Democrats relished in the performance, suggesting to reporters on Wednesday that he brought the worst version of himself to the debate stage.
“He’s inflammatory, irrational, and irresponsible. He can’t control himself. It’s just the nature of the man,” said Sen. Dick Durbin (D-IL), the No. 2 Democrat in the Senate.
But Republicans were far more introspective. In a series of interviews with the Washington Examiner, senators practiced the lines they wanted Trump to deliver and dissected the times they felt he let Harris off the hook.
Sen. Rick Scott (R-FL), who attended the spin room for Trump ahead of the debate, suggested his attacks were not concrete enough. On Afghanistan, he said Trump should have mentioned that Harris was the “last person in the room” when President Joe Biden decided to withdraw. He also highlighted the “tiebreaking” Senate votes she cast that he said caused record-high inflation.

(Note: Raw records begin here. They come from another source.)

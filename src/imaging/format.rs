//! Input format detection.
//!
//! Extension wins; header sniffing only runs when the extension is missing
//! or unrecognized.

use std::fs::File;
use std::io::Read;
use std::path::Path;

use serde::{Deserialize, Serialize};

use crate::error::TriageError;

/// Extensions routed to the native radiograph decoder.
pub const NATIVE_EXTENSIONS: [&str; 2] = ["dcm", "dicom"];
/// Extensions routed to the standard raster decoder.
pub const RASTER_EXTENSIONS: [&str; 5] = ["jpg", "jpeg", "png", "bmp", "gif"];

const MAGIC_OFFSET: usize = 128;
const MAGIC: &[u8; 4] = b"DICM";

#[derive(Debug, Clone, Copy, PartialEq, Eq, Serialize, Deserialize)]
#[serde(rename_all = "snake_case")]
pub enum InputFormat {
    /// DICOM radiograph
    NativeRadiograph,
    /// JPEG, PNG, BMP or GIF
    StandardRaster,
}

/// True when the 4-byte `DICM` marker sits right after the 128-byte preamble.
pub fn has_native_marker(header: &[u8]) -> bool {
    header.get(MAGIC_OFFSET..MAGIC_OFFSET + MAGIC.len()) == Some(MAGIC.as_slice())
}

/// Decide how to decode an upload from its name and leading bytes.
pub fn detect_format(file_name: &Path, header: &[u8]) -> InputFormat {
    let extension = file_name
        .extension()
        .and_then(|e| e.to_str())
        .map(|e| e.to_ascii_lowercase());

    match extension.as_deref() {
        Some(ext) if NATIVE_EXTENSIONS.contains(&ext) => InputFormat::NativeRadiograph,
        Some(ext) if RASTER_EXTENSIONS.contains(&ext) => InputFormat::StandardRaster,
        _ if has_native_marker(header) => InputFormat::NativeRadiograph,
        _ => InputFormat::StandardRaster,
    }
}

/// Same as [`detect_format`], reading only the header bytes from disk.
pub fn detect_format_path(path: &Path) -> Result<InputFormat, TriageError> {
    let mut header = Vec::with_capacity(MAGIC_OFFSET + MAGIC.len());
    File::open(path)?
        .take((MAGIC_OFFSET + MAGIC.len()) as u64)
        .read_to_end(&mut header)?;
    Ok(detect_format(path, &header))
}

“I think that’s what the conversation should have been about last night because I think that’s what the American public is asking,” he said.
Sen. Roger Marshall (R-KS) wanted a greater focus on public safety. “We spent three seconds on that,” he quipped.
But the greatest critique was that Trump did not adequately tie Harris to Biden’s record. Sen. Marco Rubio (R-FL) called it a “powerful moment” when Trump said she had 3 1/2 years to enact the policies she says she will on day one, but others questioned why he waited until his closing statement to make that point.
“I was glad he raised it, but it would have been better if it would have come up earlier,” said Sen. Cynthia Lummis (R-WY).
Republicans were particularly keyed in on the first question of the debate, in which Harris skirted around whether voters are better off than they were four years ago. Instead of questioning her answer — she presented her vision for a Harris term rather than litigating Biden’s — Trump veered off-topic to immigration.
“She got away with that,” said Lummis.
Sen. Thom Tillis (R-NC) said that Trump failed to put Harris on defense on topics ranging from the border to national security.
“There were so many instances where I would have had a Reagan-esque, ‘There you go again, Harris. You want to do everything except talk about an agenda that you were partially responsible for implementing and defending,’” he said.
Republicans insisted the missteps were not fatal. Even if some swing voters liked Harris’s performance more, Tillis reasoned, the independent vote is still malleable.
“There’s not a lot of intensity, a lot of excitement outside of the party base,” he said.
Sen. Markwayne Mullin (R-OK), echoing some other Republicans, predicted the state of the race was largely unchanged.
“I don’t think she hurt herself,” he said of Harris. “I don’t think he hurt himself either.”
But many Republicans felt Trump failed to capitalize on perhaps his highest-profile chance to define Harris, who is an unknown quantity to many voters.
A New York Times-Siena College poll ahead of the debate found that 28% “needed to learn more” about Harris, compared to 9% for Trump.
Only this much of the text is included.